A series of Dutch studies showed a similar phenomenon. Drivers inside vehicles were exposed to far higher levels of air pollution than those walking or cycling through the same urban routes.

The fumes enter the car via the exhaust, before being circulated by the fan or air conditioning. If windows are closed, the toxic pollutants are then unable to escape.

The solution is in an APP… and birch trees

The first and most obvious solution is to avoid driving in traffic and, where possible, walk or cycle down quieter roads.

Otherwise, a collection of helpful apps can track the air quality, helping you to locate areas of clean air that are local to you.

If you live in London or the South East, try London Air – both a downloadable app and website, or CleanSpace which uses nationwide data to map air pollution in real time.

And if you’re moving house, choose a street with plenty of trees.
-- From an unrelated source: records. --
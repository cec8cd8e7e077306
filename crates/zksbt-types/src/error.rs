use thiserror::Error;

#[derive(Error, Debug)]
pub enum ZksbtError {
    #[error("Cryptographic error: {0}")]
    Crypto(String),

    #[error("Invalid key format: {0}")]
    InvalidKey(String),

    #[error("Invalid signature: {0}")]
    InvalidSignature(String),

    #[error("Signature too short for key derivation: need {required} bytes, got {actual}")]
    InvalidSignatureLength { required: usize, actual: usize },

    #[error("Invalid address: {0}")]
    InvalidAddress(String),

    #[error("Invalid attribute for category {category}: {reason}")]
    InvalidAttribute { category: u64, reason: String },

    #[error("Invalid field element: {0}")]
    InvalidFieldElement(String),

    #[error("Id allocation conflict in pool {pool}: id {id} is already taken")]
    IdAllocationConflict { pool: String, id: u128 },

    #[error("Claim address {address} is already bound to a different commitment")]
    ClaimAddressCollision { address: String },

    #[error("Root mismatch in pool {pool}: target root {target_root} not reached after {events_scanned} events ({members} members inserted)")]
    RootMismatch {
        pool: String,
        target_root: String,
        events_scanned: u64,
        members: usize,
    },

    #[error("Member {leaf} not found in pool {pool}")]
    MemberNotFound { pool: String, leaf: String },

    #[error("Merkle tree error: {0}")]
    MerkleTree(String),

    #[error("Proof packing mismatch: {0}")]
    ProofPackingMismatch(String),

    #[error("Proof verification failed in pool {pool} (salt {salt}): {reason}")]
    VerificationFailed {
        pool: String,
        salt: String,
        reason: String,
    },

    #[error("Public signal {index} mismatch: expected {expected}, got {actual}")]
    PublicSignalMismatch {
        index: usize,
        expected: String,
        actual: String,
    },

    #[error("Prover error: {0}")]
    Prover(String),

    #[error("Ledger reverted: {0}")]
    LedgerRevert(String),

    #[error("Network error: {0}")]
    Network(String),

    #[error("Serialization error: {0}")]
    Serialization(String),

    #[error("Configuration error: {0}")]
    Config(String),

    #[error("Internal error: {0}")]
    Internal(String),
}

impl ZksbtError {
    /// Errors the protocol recovers from locally: a stale root or a lost
    /// allocation race. Everything else goes back to the caller unchanged.
    pub fn is_retryable(&self) -> bool {
        matches!(
            self,
            ZksbtError::RootMismatch { .. } | ZksbtError::IdAllocationConflict { .. }
        )
    }
}

pub type ZksbtResult<T> = Result<T, ZksbtError>;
A few years ago, as part of an experiment with Lancaster University, researchers and I planted silver birch trees in front of a row of four houses in a busy street, and monitored the pollution inside the houses.

We compared these houses with four others slightly further down the street with no trees outside.

A fortnight later we found the people in the houses with the birch trees in front had been exposed to half the amount of pollution than those in the houses without.

Why? Birch trees are covered with tiny hairs and ridges which trap small polluting particles.

Why not try a spot of gardening and see if you notice a difference? And if you find your jeans fit better, do write in and tell me.